Classification of TikTok videos' claim status using machine learning models
The goal of this project is to develop a predictive model that can determine whether a TikTok video contains a claim or offers an opinion. The models that were constructed and evaluated were XGBoost and random forest models. The final random forest model had consistently high precision, recall and f-1 scores, allowing identification of the most important features used for differentiating claims from opinion-type videos. Based on the model, user engagement data such as each video's views, likes, shares and downloads were the most important features used for predicting the claim status of TikTok videos.
TikTok users have the ability to submit reports that identify videos and comments that contain user claims. These reports identify content that needs to be reviewed by moderators. The process generates a large number of user reports that are challenging to consider in a timely manner. By constructing and subsequently deploying a high-performing video classification model, the user reports can be sorted by priority based on whether the video is likely to contain a claim or opinion. This allows for efficient review of the videos listed as claims by moderators and helps to reduce the piling backlog of user reports.

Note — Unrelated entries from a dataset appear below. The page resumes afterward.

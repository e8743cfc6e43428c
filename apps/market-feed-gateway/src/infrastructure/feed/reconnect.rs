//! Reconnection Backoff
//!
//! Exponential backoff for the upstream connection. With the defaults the
//! client waits 2, 4, 8, 16 and 32 seconds across five attempts and then
//! gives up until something restarts it.

use std::time::Duration;

use rand::Rng;

/// Backoff parameters.
#[derive(Debug, Clone, PartialEq)]
pub struct ReconnectConfig {
    /// Delay before the first attempt.
    pub initial_delay: Duration,
    /// Upper bound for any single delay.
    pub max_delay: Duration,
    /// Growth factor between attempts.
    pub multiplier: f64,
    /// Random spread as a fraction of the delay (0.1 = ±10%). Zero disables jitter.
    pub jitter_factor: f64,
    /// Attempts before giving up (0 = unlimited).
    pub max_attempts: u32,
}

impl Default for ReconnectConfig {
    fn default() -> Self {
        Self {
            initial_delay: Duration::from_secs(2),
            max_delay: Duration::from_secs(32),
            multiplier: 2.0,
            jitter_factor: 0.0,
            max_attempts: 5,
        }
    }
}

/// Stateful backoff sequence for one outage.
///
/// # Example
///
/// ```rust
/// use market_feed_gateway::infrastructure::feed::{ReconnectConfig, ReconnectPolicy};
/// use std::time::Duration;
///
/// let mut policy = ReconnectPolicy::new(ReconnectConfig::default());
/// assert_eq!(policy.next_delay(), Some(Duration::from_secs(2)));
/// assert_eq!(policy.next_delay(), Some(Duration::from_secs(4)));
/// ```
#[derive(Debug)]
pub struct ReconnectPolicy {
    config: ReconnectConfig,
    current_delay: Duration,
    attempt_count: u32,
}

impl ReconnectPolicy {
    /// Start a fresh sequence.
    #[must_use]
    pub const fn new(config: ReconnectConfig) -> Self {
        let current_delay = config.initial_delay;
        Self {
            config,
            current_delay,
            attempt_count: 0,
        }
    }

    /// Delay before the next attempt, or `None` once attempts are exhausted.
    #[must_use]
    pub fn next_delay(&mut self) -> Option<Duration> {
        if !self.should_retry() {
            return None;
        }
        self.attempt_count += 1;

        let delay = self.jittered(self.current_delay);
        self.current_delay = self.grow(self.current_delay);
        Some(delay)
    }

    /// Attempts handed out so far.
    #[must_use]
    pub const fn attempt_count(&self) -> u32 {
        self.attempt_count
    }

    /// Whether another attempt is allowed.
    #[must_use]
    pub const fn should_retry(&self) -> bool {
        self.config.max_attempts == 0 || self.attempt_count < self.config.max_attempts
    }

    fn grow(&self, delay: Duration) -> Duration {
        let multiplier = if self.config.multiplier.is_finite() && self.config.multiplier > 0.0 {
            self.config.multiplier
        } else {
            1.0
        };
        Duration::try_from_secs_f64(delay.as_secs_f64() * multiplier)
            .unwrap_or(self.config.max_delay)
            .min(self.config.max_delay)
    }

    fn jittered(&self, delay: Duration) -> Duration {
        if self.config.jitter_factor <= 0.0 {
            return delay;
        }

        let spread = delay.as_secs_f64() * self.config.jitter_factor;
        let offset: f64 = rand::rng().random_range(-spread..=spread);
        Duration::try_from_secs_f64((delay.as_secs_f64() + offset).max(0.001)).unwrap_or(delay)
    }
}
//! Tracing Setup
//!
//! Installs the global `tracing` subscriber: an env-filtered fmt layer, plus
//! an OpenTelemetry layer exporting spans over OTLP when enabled.
//!
//! # Environment Variables
//!
//! - `RUST_LOG`: filter directives (default: `market_feed_gateway=info`, quiet HTTP internals)
//! - `OTEL_ENABLED`: set to "true" to export spans (default: false)
//! - `OTEL_EXPORTER_OTLP_ENDPOINT`: OTLP endpoint (default: <http://localhost:4317>)
//! - `OTEL_SERVICE_NAME`: service name for spans (default: market-feed-gateway)

use opentelemetry::trace::TracerProvider as _;
use opentelemetry_otlp::WithExportConfig;
use opentelemetry_sdk::trace::SdkTracerProvider;
use tracing_subscriber::EnvFilter;
use tracing_subscriber::layer::SubscriberExt;
use tracing_subscriber::util::SubscriberInitExt;

/// Service name reported on exported spans.
const DEFAULT_SERVICE_NAME: &str = "market-feed-gateway";

/// Default OTLP gRPC endpoint.
const DEFAULT_OTLP_ENDPOINT: &str = "http://localhost:4317";

/// Filter used when `RUST_LOG` is unset or invalid.
const DEFAULT_FILTER: &str = "market_feed_gateway=info,tower_http=info,hyper=warn,h2=warn";

/// Guard that flushes and shuts down the tracer provider when dropped.
pub struct TelemetryGuard {
    tracer_provider: Option<SdkTracerProvider>,
}

impl TelemetryGuard {
    /// Whether spans are being exported.
    #[must_use]
    pub const fn is_exporting(&self) -> bool {
        self.tracer_provider.is_some()
    }
}

impl Drop for TelemetryGuard {
    fn drop(&mut self) {
        if let Some(provider) = self.tracer_provider.take()
            && let Err(e) = provider.shutdown()
        {
            eprintln!("Failed to shutdown OpenTelemetry tracer provider: {e}");
        }
    }
}

/// Telemetry configuration.
#[derive(Debug, Clone, PartialEq, Eq)]
pub struct TelemetryConfig {
    /// Export spans over OTLP.
    pub enabled: bool,
    /// OTLP exporter endpoint.
    pub otlp_endpoint: String,
    /// Service name for spans.
    pub service_name: String,
}

impl Default for TelemetryConfig {
    fn default() -> Self {
        Self {
            enabled: false,
            otlp_endpoint: DEFAULT_OTLP_ENDPOINT.to_string(),
            service_name: DEFAULT_SERVICE_NAME.to_string(),
        }
    }
}

impl TelemetryConfig {
    /// Read configuration from the process environment.
    #[must_use]
    pub fn from_env() -> Self {
        Self::from_lookup(|key| std::env::var(key).ok())
    }

    /// Read configuration through a lookup function.
    #[must_use]
    pub fn from_lookup(lookup: impl Fn(&str) -> Option<String>) -> Self {
        let enabled = lookup("OTEL_ENABLED").is_some_and(|v| {
            matches!(v.trim().to_ascii_lowercase().as_str(), "true" | "1" | "yes")
        });

        let otlp_endpoint = lookup("OTEL_EXPORTER_OTLP_ENDPOINT")
            .filter(|v| !v.trim().is_empty())
            .unwrap_or_else(|| DEFAULT_OTLP_ENDPOINT.to_string());

        let service_name = lookup("OTEL_SERVICE_NAME")
            .filter(|v| !v.trim().is_empty())
            .unwrap_or_else(|| DEFAULT_SERVICE_NAME.to_string());

        Self {
            enabled,
            otlp_endpoint,
            service_name,
        }
    }
}

/// Initialize tracing from the environment.
///
/// Keep the returned guard alive for the lifetime of the process.
#[must_use]
pub fn init() -> TelemetryGuard {
    init_with_config(&TelemetryConfig::from_env())
}

/// Initialize tracing with explicit configuration.
///
/// If the OTLP exporter cannot be built, logging continues with the fmt
/// layer alone.
#[must_use]
pub fn init_with_config(config: &TelemetryConfig) -> TelemetryGuard {
    let env_filter =
        EnvFilter::try_from_default_env().unwrap_or_else(|_| EnvFilter::new(DEFAULT_FILTER));

    let fmt_layer = tracing_subscriber::fmt::layer()
        .with_target(true)
        .with_thread_ids(false)
        .with_file(false)
        .with_line_number(false);

    let exporter = if config.enabled {
        match opentelemetry_otlp::SpanExporter::builder()
            .with_tonic()
            .with_endpoint(&config.otlp_endpoint)
            .build()
        {
            Ok(exporter) => Some(exporter),
            Err(e) => {
                eprintln!("OTLP exporter unavailable, continuing without span export: {e}");
                None
            }
        }
    } else {
        None
    };

    let Some(exporter) = exporter else {
        let _ = tracing_subscriber::registry()
            .with(env_filter)
            .with(fmt_layer)
            .try_init();
        return TelemetryGuard {
            tracer_provider: None,
        };
    };

    let tracer_provider = SdkTracerProvider::builder()
        .with_batch_exporter(exporter)
        .with_resource(
            opentelemetry_sdk::Resource::builder()
                .with_service_name(config.service_name.clone())
                .build(),
        )
        .build();

    let tracer = tracer_provider.tracer(config.service_name.clone());
    let otel_layer = tracing_opentelemetry::layer().with_tracer(tracer);

    let _ = tracing_subscriber::registry()
        .with(env_filter)
        .with(fmt_layer)
        .with(otel_layer)
        .try_init();

    TelemetryGuard {
        tracer_provider: Some(tracer_provider),
    }
}

// =============================================================================
// Tests
// =============================================================================
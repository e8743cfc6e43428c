//! Market Data Types
//!
//! Core value types shared by every layer of the gateway:
//!
//! - [`Symbol`]: normalized ticker identifier used as the key everywhere
//! - [`MarketRecord`]: immutable snapshot of one upstream trade/quote event
//! - [`RecordKind`]: trade, quote, or cancel
//!
//! Records are produced only by the upstream feed client and are shared as
//! `Arc<MarketRecord>` between the cache and the dispatch hub.

use std::collections::HashSet;
use std::fmt;

use chrono::{DateTime, Utc};
use rust_decimal::Decimal;
use serde::{Deserialize, Serialize};

// =============================================================================
// Symbol
// =============================================================================

/// Error returned when a raw string cannot become a [`Symbol`].
#[derive(Debug, Clone, PartialEq, Eq, thiserror::Error)]
#[error("symbol cannot be empty")]
pub struct EmptySymbol;

/// Ticker identifier, trimmed and uppercased.
///
/// Two symbols compare equal only after normalization, so `" aapl "` and
/// `"AAPL"` are the same key in the cache, the session filters, and the
/// upstream subscription set.
#[derive(Debug, Clone, PartialEq, Eq, Hash, PartialOrd, Ord, Serialize, Deserialize)]
#[serde(try_from = "String", into = "String")]
pub struct Symbol(String);

impl Symbol {
    /// Normalize a raw ticker.
    ///
    /// # Errors
    ///
    /// Returns [`EmptySymbol`] if nothing is left after trimming.
    pub fn parse(raw: &str) -> Result<Self, EmptySymbol> {
        let trimmed = raw.trim();
        if trimmed.is_empty() {
            return Err(EmptySymbol);
        }
        Ok(Self(trimmed.to_uppercase()))
    }

    /// Get the symbol as a string slice.
    #[must_use]
    pub fn as_str(&self) -> &str {
        &self.0
    }
}

impl fmt::Display for Symbol {
    fn fmt(&self, f: &mut fmt::Formatter<'_>) -> fmt::Result {
        f.write_str(&self.0)
    }
}

impl AsRef<str> for Symbol {
    fn as_ref(&self) -> &str {
        &self.0
    }
}

impl TryFrom<String> for Symbol {
    type Error = EmptySymbol;

    fn try_from(value: String) -> Result<Self, Self::Error> {
        Self::parse(&value)
    }
}

impl From<Symbol> for String {
    fn from(symbol: Symbol) -> Self {
        symbol.0
    }
}

/// Normalize a list of raw tickers.
///
/// Blank entries are dropped and duplicates removed; the first occurrence
/// of each symbol keeps its position.
pub fn normalize_symbols<S: AsRef<str>>(raw: &[S]) -> Vec<Symbol> {
    let mut seen = HashSet::with_capacity(raw.len());
    raw.iter()
        .filter_map(|s| Symbol::parse(s.as_ref()).ok())
        .filter(|symbol| seen.insert(symbol.clone()))
        .collect()
}

// =============================================================================
// Record Kind
// =============================================================================

/// Kind of upstream event. Serialized as the provider's one-letter code.
#[derive(Debug, Clone, Copy, PartialEq, Eq, Hash, Serialize, Deserialize)]
pub enum RecordKind {
    /// Executed trade (`T`).
    #[serde(rename = "T")]
    Trade,
    /// Top-of-book quote (`Q`).
    #[serde(rename = "Q")]
    Quote,
    /// Trade cancel / break (`B`).
    #[serde(rename = "B")]
    Cancel,
}

impl RecordKind {
    /// Parse the provider's type code, case-insensitively.
    #[must_use]
    pub fn from_code(code: &str) -> Option<Self> {
        match code.trim() {
            "T" | "t" => Some(Self::Trade),
            "Q" | "q" => Some(Self::Quote),
            "B" | "b" => Some(Self::Cancel),
            _ => None,
        }
    }

    /// One-letter wire code.
    #[must_use]
    pub const fn code(self) -> &'static str {
        match self {
            Self::Trade => "T",
            Self::Quote => "Q",
            Self::Cancel => "B",
        }
    }

    /// Lowercase name, used as a metrics label.
    #[must_use]
    pub const fn as_str(self) -> &'static str {
        match self {
            Self::Trade => "trade",
            Self::Quote => "quote",
            Self::Cancel => "cancel",
        }
    }
}

// =============================================================================
// Market Record
// =============================================================================

/// Provider event timestamp, carried through verbatim.
#[derive(Debug, Clone, PartialEq, Eq, Serialize, Deserialize)]
#[serde(untagged)]
pub enum EventTimestamp {
    /// Integer epoch value (the provider sends milliseconds or nanoseconds).
    Epoch(i64),
    /// Any other number: fractional, or beyond `i64`.
    Number(serde_json::Number),
    /// Any textual timestamp.
    Text(String),
}

/// Immutable snapshot of one upstream event.
///
/// Trades carry `last_*` fields, quotes carry the `ask_*`/`bid_*` sides;
/// whatever the provider omits stays `None`.
#[derive(Debug, Clone, PartialEq, Eq)]
pub struct MarketRecord {
    /// Normalized symbol.
    pub symbol: Symbol,
    /// Provider event time (`t`).
    pub event_timestamp: Option<EventTimestamp>,
    /// Trade, quote, or cancel.
    pub kind: RecordKind,
    /// Last trade price.
    pub last_price: Option<Decimal>,
    /// Last trade size.
    pub last_size: Option<Decimal>,
    /// Best ask price.
    pub ask_price: Option<Decimal>,
    /// Best ask size.
    pub ask_size: Option<Decimal>,
    /// Best bid price.
    pub bid_price: Option<Decimal>,
    /// Best bid size.
    pub bid_size: Option<Decimal>,
    /// Gateway receive time.
    pub observed_at: DateTime<Utc>,
}

impl MarketRecord {
    /// Create a record with no price fields set.
    #[must_use]
    pub const fn new(symbol: Symbol, kind: RecordKind, observed_at: DateTime<Utc>) -> Self {
        Self {
            symbol,
            event_timestamp: None,
            kind,
            last_price: None,
            last_size: None,
            ask_price: None,
            ask_size: None,
            bid_price: None,
            bid_size: None,
            observed_at,
        }
    }

    /// Set the last trade price and size.
    #[must_use]
    pub fn with_last(mut self, price: Decimal, size: Decimal) -> Self {
        self.last_price = Some(price);
        self.last_size = Some(size);
        self
    }

    /// Set both sides of the book.
    #[must_use]
    pub fn with_quote(
        mut self,
        bid_price: Decimal,
        bid_size: Decimal,
        ask_price: Decimal,
        ask_size: Decimal,
    ) -> Self {
        self.bid_price = Some(bid_price);
        self.bid_size = Some(bid_size);
        self.ask_price = Some(ask_price);
        self.ask_size = Some(ask_size);
        self
    }

    /// Set the provider event timestamp.
    #[must_use]
    pub fn with_event_timestamp(mut self, timestamp: EventTimestamp) -> Self {
        self.event_timestamp = Some(timestamp);
        self
    }
}
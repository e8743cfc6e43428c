//! Downstream session sockets.
//!
//! Each upgraded socket becomes one registered session with two tasks: the
//! handler's own loop reading commands, and a writer task that drains the
//! session mailbox onto the socket. Every outbound frame, replies included,
//! goes through the mailbox.
//!
//! A socket write that does not finish within the configured write timeout
//! closes the session, which in turn releases the command loop.

use std::fmt::Display;
use std::sync::Arc;
use std::time::Duration;

use axum::{
    extract::{
        State,
        ws::{Message, WebSocket, WebSocketUpgrade},
    },
    response::IntoResponse,
};
use futures_util::{Sink, SinkExt, Stream, StreamExt};
use tokio::sync::mpsc;

use super::ControlPlaneState;
use crate::domain::session::{ServerMessage, Session, SessionCommand};

/// `GET /ws` upgrade handler.
pub async fn ws_handler(
    ws: WebSocketUpgrade,
    State(state): State<Arc<ControlPlaneState>>,
) -> impl IntoResponse {
    ws.on_upgrade(move |socket| handle_socket(socket, state))
}

async fn handle_socket(socket: WebSocket, state: Arc<ControlPlaneState>) {
    let (ws_sender, ws_receiver) = socket.split();
    run_session(&state, ws_sender, ws_receiver).await;
}

/// Serve one session until either side closes it.
async fn run_session<W, R, E>(state: &ControlPlaneState, ws_sender: W, mut ws_receiver: R)
where
    W: Sink<Message> + Unpin + Send + 'static,
    W::Error: Display + Send,
    R: Stream<Item = Result<Message, E>> + Unpin,
    E: Display,
{
    let gateway = &state.gateway;
    let (session, outbox) = gateway.open_session();
    let session_id = session.id();
    let closing = session.closing_token();

    let writer = tokio::spawn(write_loop(
        ws_sender,
        outbox,
        Arc::clone(&session),
        gateway.settings().write_timeout,
    ));

    loop {
        let next = tokio::select! {
            biased;
            () = closing.cancelled() => {
                tracing::info!(session = %session_id, "Session closing");
                break;
            }
            next = ws_receiver.next() => next,
        };

        match next {
            Some(Ok(Message::Text(text))) => handle_text(state, &session, text.as_str()).await,
            Some(Ok(Message::Binary(bytes))) => match std::str::from_utf8(&bytes) {
                Ok(text) => handle_text(state, &session, text).await,
                Err(_) => reply(&session, ServerMessage::error("binary frames must be UTF-8 JSON")).await,
            },
            Some(Ok(Message::Ping(_) | Message::Pong(_))) => {}
            Some(Ok(Message::Close(_))) | None => {
                tracing::debug!(session = %session_id, "Client closed session socket");
                break;
            }
            Some(Err(e)) => {
                tracing::debug!(session = %session_id, error = %e, "Session socket error");
                break;
            }
        }
    }

    session.begin_close();
    gateway.close_session(session_id);
    writer.abort();
}

/// Drain the mailbox onto the socket. Exits on close, write failure, or a
/// write that exceeds `write_timeout`; any exit closes the session.
async fn write_loop<W>(
    mut ws_sender: W,
    mut outbox: mpsc::Receiver<ServerMessage>,
    session: Arc<Session>,
    write_timeout: Duration,
) where
    W: Sink<Message> + Unpin,
    W::Error: Display,
{
    let session_id = session.id();
    let closing = session.closing_token();

    loop {
        let message = tokio::select! {
            () = closing.cancelled() => break,
            message = outbox.recv() => match message {
                Some(message) => message,
                None => break,
            },
        };
        let text = match serde_json::to_string(&message) {
            Ok(text) => text,
            Err(e) => {
                tracing::error!(session = %session_id, error = %e, "Failed to serialize frame");
                continue;
            }
        };

        let sent = tokio::select! {
            () = closing.cancelled() => break,
            sent = tokio::time::timeout(write_timeout, ws_sender.send(Message::Text(text.into()))) => sent,
        };
        match sent {
            Ok(Ok(())) => {}
            Ok(Err(e)) => {
                tracing::debug!(session = %session_id, error = %e, "Session socket write failed");
                break;
            }
            Err(_) => {
                tracing::warn!(
                    session = %session_id,
                    timeout_ms = u64::try_from(write_timeout.as_millis()).unwrap_or(u64::MAX),
                    "Session socket write timed out"
                );
                break;
            }
        }
    }

    session.begin_close();
    let _ = tokio::time::timeout(write_timeout, ws_sender.close()).await;
}

async fn handle_text(state: &ControlPlaneState, session: &Session, text: &str) {
    let message = match SessionCommand::parse(text) {
        Ok(command) => state.gateway.handle_command(session, command).await,
        Err(e) => {
            tracing::debug!(session = %session.id(), error = %e, "Invalid session command");
            ServerMessage::error(format!("invalid command: {e}"))
        }
    };
    reply(session, message).await;
}

async fn reply(session: &Session, message: ServerMessage) {
    if let Err(e) = session.reply(message).await {
        tracing::debug!(session = %session.id(), error = %e, "Reply not delivered");
    }
}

The data used in this project is a synthetic dataset made by the TikTok team for the Google Advanced Data Analytics Professional Certificate Course. A copy of the dataset can be found in the files section of this repository. It contains 19382 rows and 12 columns with each video representing each row and various features such as user engagement data or transcription texts representing the columns. There were 298 rows that contained missing values in the dataset and these affected rows were dropped as they only constituted a minor fraction of the data available. There were no duplicated rows and the class balance of videos containing claims or opinions was approximately equal so neither up nor down-sampling was required to balance the dataset. Unnecessary columns such as video ID, and number were dropped while categorical columns like claim_status, author_ban_status and verified_status were encoded to numerical values. Feature engineering was performed as well, on the column 'video_transcripted_text' to extract a new feature 'text_length' in order to derive numerical values that can be used as a potential feature.
A random forest comprising 75 trees was used as the champion model to predict whether a video contained a claim or offered an opinion. The barplot below shows that in agreement with the prior EDA conducted, user engagement-related features such as views, likes, shares, downloads and comments were among the most important features in determining whether a video contains a claim.

Additionally, the confusion matrix below shows that out of the 3817 rows in the test holdout data, there were only 3 false positives and 16 false negatives.

The model constructed was able to successfully classify videos by their claim status and the most predictive features were all related to the user engagement levels associated with each video. Initial data inspection and exploratory data analysis also identified close correlations between these engagement features and the claim status of videos. Statistical testing and regression modeling were also performed to derive further insights from the data and are explained in greater detail in the various notebooks listed in this repository. Lastly, the 'video_transcription_text' feature was dropped before the construction of the models as it was text-based and not a categorical feature that could be encoded easily. However, we could explore the use of natural language processing such as the CountVectorizer algorithm to transform it into a usable feature that may enhance the performance of the models.